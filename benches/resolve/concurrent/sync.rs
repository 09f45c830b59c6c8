#![allow(dead_code)]

use criterion::{criterion_group, criterion_main, BenchmarkId, Criterion};
use lazioc::{Container, FactoryKey, Lifetime};
use std::{
    sync::{
        atomic::{AtomicU64, Ordering},
        Arc, Barrier,
    },
    thread,
    time::{Duration, Instant},
};

const THREADS: usize = 10;
const SCALING_THREADS: [usize; 5] = [1, 2, 4, 8, 12];

fn run_bench_threads<W, F>(threads: usize, mut make_test_fn: W, iters: u64) -> Duration
where
    W: FnMut() -> F,
    F: FnMut() + Send + 'static,
{
    let barrier = Arc::new(Barrier::new(threads + 1));
    let elapsed_handles = Arc::new((0..threads).map(|_| AtomicU64::default()).collect::<Box<[_]>>());

    thread::scope(|s| {
        for i in 0..threads {
            let barrier = barrier.clone();
            let elapsed_handles = elapsed_handles.clone();
            let mut test_fn = make_test_fn();

            s.spawn(move || {
                barrier.wait();
                let start = Instant::now();
                for _ in 0..iters {
                    test_fn();
                }
                elapsed_handles[i].store(start.elapsed().as_nanos() as u64, Ordering::Relaxed);
            });
        }

        barrier.wait();
    });

    let mut nanos = Vec::with_capacity(threads);
    for elapsed_handle in elapsed_handles.iter() {
        nanos.push(elapsed_handle.load(Ordering::Relaxed));
    }
    Duration::from_nanos(nanos.iter().sum::<u64>() / nanos.len() as u64)
}

struct A;

fn new_a() -> A {
    A
}

fn criterion_benchmark(c: &mut Criterion) {
    let mut group = c.benchmark_group("concurrent");
    group.sample_size(30);
    group.warm_up_time(Duration::from_secs(3));

    group.bench_function(BenchmarkId::new("resolve_single", THREADS), |b| {
        let container = Container::new();

        b.iter_custom(|iters| {
            run_bench_threads(
                THREADS,
                || {
                    let container = container.clone();
                    move || {
                        container.resolve(new_a).unwrap();
                    }
                },
                (iters + THREADS as u64 - 1) / THREADS as u64,
            )
        });
    });

    group.bench_function(BenchmarkId::new("resolve_cold", THREADS), |b| {
        let container = Container::new();
        let key = FactoryKey::named("a").unwrap();

        b.iter_custom(|iters| {
            run_bench_threads(
                THREADS,
                || {
                    let container = container.clone();
                    move || {
                        container.release_key(&key);
                        container.resolve_keyed(key, || A, Lifetime::Singleton).unwrap();
                    }
                },
                (iters + THREADS as u64 - 1) / THREADS as u64,
            )
        });
    });

    group.finish();

    let mut group = c.benchmark_group("scaling");
    group.sample_size(30);

    for threads in SCALING_THREADS {
        group.bench_function(BenchmarkId::new("resolve_single", threads), |b| {
            let container = Container::new();

            b.iter_custom(|iters| {
                run_bench_threads(
                    threads,
                    || {
                        let container = container.clone();
                        move || {
                            container.resolve(new_a).unwrap();
                        }
                    },
                    (iters + threads as u64 - 1) / threads as u64,
                )
            });
        });
    }

    group.finish();
}

criterion_group!(benches, criterion_benchmark);
criterion_main!(benches);
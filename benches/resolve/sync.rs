#![allow(dead_code)]

use criterion::{criterion_group, criterion_main, Criterion};
use lazioc::{Container, Lifetime};
use std::sync::Arc;

fn criterion_benchmark(c: &mut Criterion) {
    c.bench_function("sync_resolve_single", |b| {
        struct A;

        fn new_a() -> A {
            A
        }

        let container = Container::new();
        b.iter(|| container.resolve(new_a).unwrap());
    })
    .bench_function("sync_resolve_many", |b| {
        struct A(Arc<B>, Arc<C>);
        struct B(i32);
        struct C(Arc<CA>);
        struct CA(Arc<CAA>);
        struct CAA(Arc<CAAA>);
        struct CAAA;

        fn new_b() -> B {
            B(2)
        }

        fn new_caaa() -> CAAA {
            CAAA
        }

        let container = Container::new();
        let new_a = {
            let container = container.clone();
            move || {
                let c = container.inject(
                    |caa: Arc<CAA>| C(Arc::new(CA(caa))),
                    ({
                        let container = container.clone();
                        move || container.inject(CAA, (new_caaa,)).unwrap()
                    },),
                );
                A(container.resolve(new_b).unwrap(), Arc::new(c.unwrap()))
            }
        };
        b.iter(|| container.resolve(new_a.clone()).unwrap());
    })
    .bench_function("sync_resolve_transient_single", |b| {
        struct A;

        fn new_a() -> A {
            A
        }

        let container = Container::new();
        b.iter(|| container.resolve_transient(new_a).unwrap());
    })
    .bench_function("sync_resolve_scoped_single", |b| {
        struct A;

        fn new_a() -> A {
            A
        }

        let container = Container::new();
        let _scope = container.begin_scope();
        b.iter(|| container.resolve_with(new_a, Lifetime::Scoped).unwrap());
    })
    .bench_function("sync_scope_begin_end", |b| {
        struct A;

        fn new_a() -> A {
            A
        }

        let container = Container::new();
        b.iter(|| {
            container.with_scope(|| container.resolve_with(new_a, Lifetime::Scoped).unwrap());
        });
    });
}

criterion_group!(benches, criterion_benchmark);
criterion_main!(benches);
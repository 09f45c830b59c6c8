use core::fmt::{self, Display, Formatter};

/// How long a resolved instance lives and who shares it.
#[derive(Clone, Copy, Debug, Default, PartialEq, Eq, Hash)]
pub enum Lifetime {
    /// One instance per factory for the lifetime of the container.
    #[default]
    Singleton,
    /// A fresh instance on every resolution, never cached.
    Transient,
    /// One instance per factory per active scope.
    /// Without an active scope it behaves like [`Lifetime::Transient`].
    Scoped,
}

impl Lifetime {
    #[inline]
    #[must_use]
    pub const fn name(&self) -> &'static str {
        match self {
            Lifetime::Singleton => "Singleton",
            Lifetime::Transient => "Transient",
            Lifetime::Scoped => "Scoped",
        }
    }
}

impl Display for Lifetime {
    fn fmt(&self, f: &mut Formatter<'_>) -> fmt::Result {
        f.write_str(self.name())
    }
}
use super::{Chain, TxLogPhase, TxLogStatus};
use chrono::{DateTime, Utc};
use serde::Serialize;

/// Raw lock event observed on a source chain, produced by the external log
/// scraper. Never deleted; only its phase advances.
#[derive(Serialize, sqlx::FromRow, Debug, Clone)]
#[serde(rename_all = "camelCase")]
pub struct SwapStartTxLogDao {
    pub id: i64,
    pub tx_hash: String,
    pub chain: Chain,
    pub token_addr: String,
    pub from_address: String,
    pub amount: String,
    pub to_chain_id: String,
    pub height: i64,
    pub status: TxLogStatus,
    pub phase: TxLogPhase,
    pub created_at: DateTime<Utc>,
    pub updated_at: DateTime<Utc>,
}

§ **Problem to solve**
Line by line, repeat the data exactly.

§ **Response area**
filename benches/resolve/concurrent/sync.rs
repository 09f45c830b59c6c8
#![allow(dead_code)]

use criterion::{criterion_group, criterion_main, BenchmarkId, Criterion};
use lazioc::{Container, FactoryKey, Lifetime};
use std::{
    sync::{
        atomic::{AtomicU64, Ordering},
        Arc, Barrier,
    },
    thread,
    time::{Duration, Instant},
};

const THREADS: usize = 10;
const SCALING_THREADS: [usize; 5] = [1, 2, 4, 8, 12];

fn run_bench_threads<W, F>(threads: usize, mut make_test_fn: W, iters: u64) -> Duration
where
    W: FnMut() -> F,
    F: FnMut() + Send + 'static,
{
    let barrier = Arc::new(Barrier::new(threads + 1));
    let elapsed_handles = Arc::new((0..threads).map(|_| AtomicU64::default()).collect::<Box<[_]>>());

    thread::scope(|s| {
        for i in 0..threads {
            let barrier = barrier.clone();
            let elapsed_handles = elapsed_handles.clone();
            let mut test_fn = make_test_fn();

            s.spawn(move || {
                barrier.wait();
                let start = Instant::now();
                for _ in 0..iters {
                    test_fn();
                }
                elapsed_handles[i].store(start.elapsed().as_nanos() as u64, Ordering::Relaxed);
            });
        }

        barrier.wait();
    });

    let mut nanos = Vec::with_capacity(threads);
    for elapsed_handle in elapsed_handles.iter() {
        nanos.push(elapsed_handle.load(Ordering::Relaxed));
    }
    Duration::from_nanos(nanos.iter().sum::<u64>() / nanos.len() as u64)
}

struct A;

fn new_a() -> A {
    A
}

fn criterion_benchmark(c: &mut Criterion) {
    let mut group = c.benchmark_group("concurrent");
    group.sample_size(30);
    group.warm_up_time(Duration::from_secs(3));

    group.bench_function(BenchmarkId::new("resolve_single", THREADS), |b| {
        let container = Container::new();

        b.iter_custom(|iters| {
            run_bench_threads(
                THREADS,
                || {
                    let container = container.clone();
                    move || {
                        container.resolve(new_a).unwrap();
                    }
                },
                (iters + THREADS as u64 - 1) / THREADS as u64,
            )
        });
    });

    group.bench_function(BenchmarkId::new("resolve_cold", THREADS), |b| {
        let container = Container::new();
        let key = FactoryKey::named("a").unwrap();

        b.iter_custom(|iters| {
            run_bench_threads(
                THREADS,
                || {
                    let container = container.clone();
                    move || {
                        container.release_key(&key);
                        container.resolve_keyed(key, || A, Lifetime::Singleton).unwrap();
                    }
                },
                (iters + THREADS as u64 - 1) / THREADS as u64,
            )
        });
    });

    group.finish();

    let mut group = c.benchmark_group("scaling");
    group.sample_size(30);

    for threads in SCALING_THREADS {
        group.bench_function(BenchmarkId::new("resolve_single", threads), |b| {
            let container = Container::new();

            b.iter_custom(|iters| {
                run_bench_threads(
                    threads,
                    || {
                        let container = container.clone();
                        move || {
                            container.resolve(new_a).unwrap();
                        }
                    },
                    (iters + threads as u64 - 1) / threads as u64,
                )
            });
        });
    }

    group.finish();
}

criterion_group!(benches, criterion_benchmark);
criterion_main!(benches);
filename benches/resolve/sync.rs
#![allow(dead_code)]

use criterion::{criterion_group, criterion_main, Criterion};
use lazioc::{Container, Lifetime};
use std::sync::Arc;

fn criterion_benchmark(c: &mut Criterion) {
    c.bench_function("sync_resolve_single", |b| {
        struct A;

        fn new_a() -> A {
            A
        }

        let container = Container::new();
        b.iter(|| container.resolve(new_a).unwrap());
    })
    .bench_function("sync_resolve_many", |b| {
        struct A(Arc<B>, Arc<C>);
        struct B(i32);
        struct C(Arc<CA>);
        struct CA(Arc<CAA>);
        struct CAA(Arc<CAAA>);
        struct CAAA;

        fn new_b() -> B {
            B(2)
        }

        fn new_caaa() -> CAAA {
            CAAA
        }

        let container = Container::new();
        let new_a = {
            let container = container.clone();
            move || {
                let c = container.inject(
                    |caa: Arc<CAA>| C(Arc::new(CA(caa))),
                    ({
                        let container = container.clone();
                        move || container.inject(CAA, (new_caaa,)).unwrap()
                    },),
                );
                A(container.resolve(new_b).unwrap(), Arc::new(c.unwrap()))
            }
        };
        b.iter(|| container.resolve(new_a.clone()).unwrap());
    })
    .bench_function("sync_resolve_transient_single", |b| {
        struct A;

        fn new_a() -> A {
            A
        }

        let container = Container::new();
        b.iter(|| container.resolve_transient(new_a).unwrap());
    })
    .bench_function("sync_resolve_scoped_single", |b| {
        struct A;

        fn new_a() -> A {
            A
        }

        let container = Container::new();
        let _scope = container.begin_scope();
        b.iter(|| container.resolve_with(new_a, Lifetime::Scoped).unwrap());
    })
    .bench_function("sync_scope_begin_end", |b| {
        struct A;

        fn new_a() -> A {
            A
        }

        let container = Container::new();
        b.iter(|| {
            container.with_scope(|| container.resolve_with(new_a, Lifetime::Scoped).unwrap());
        });
    });
}

criterion_group!(benches, criterion_benchmark);
criterion_main!(benches);
repository 09f45c830b59c6c8
use core::fmt::{self, Display, Formatter};

/// How long a resolved instance lives and who shares it.
#[derive(Clone, Copy, Debug, Default, PartialEq, Eq, Hash)]
pub enum Lifetime {
    /// One instance per factory for the lifetime of the container.
    #[default]
    Singleton,
    /// A fresh instance on every resolution, never cached.
    Transient,
    /// One instance per factory per active scope.
    /// Without an active scope it behaves like [`Lifetime::Transient`].
    Scoped,
}

impl Lifetime {
    #[inline]
    #[must_use]
    pub const fn name(&self) -> &'static str {
        match self {
            Lifetime::Singleton => "Singleton",
            Lifetime::Transient => "Transient",
            Lifetime::Scoped => "Scoped",
        }
    }
}

impl Display for Lifetime {
    fn fmt(&self, f: &mut Formatter<'_>) -> fmt::Result {
        f.write_str(self.name())
    }
}
use super::{Chain, TxLogPhase, TxLogStatus};
use chrono::{DateTime, Utc};
use serde::Serialize;

/// Raw lock event observed on a source chain, produced by the external log
/// scraper. Never deleted; only its phase advances.
#[derive(Serialize, sqlx::FromRow, Debug, Clone)]
#[serde(rename_all = "camelCase")]
pub struct SwapStartTxLogDao {
    pub id: i64,
    pub tx_hash: String,
    pub chain: Chain,
    pub token_addr: String,
    pub from_address: String,
    pub amount: String,
    pub to_chain_id: String,
    pub height: i64,
    pub status: TxLogStatus,
    pub phase: TxLogPhase,
    pub created_at: DateTime<Utc>,
    pub updated_at: DateTime<Utc>,
}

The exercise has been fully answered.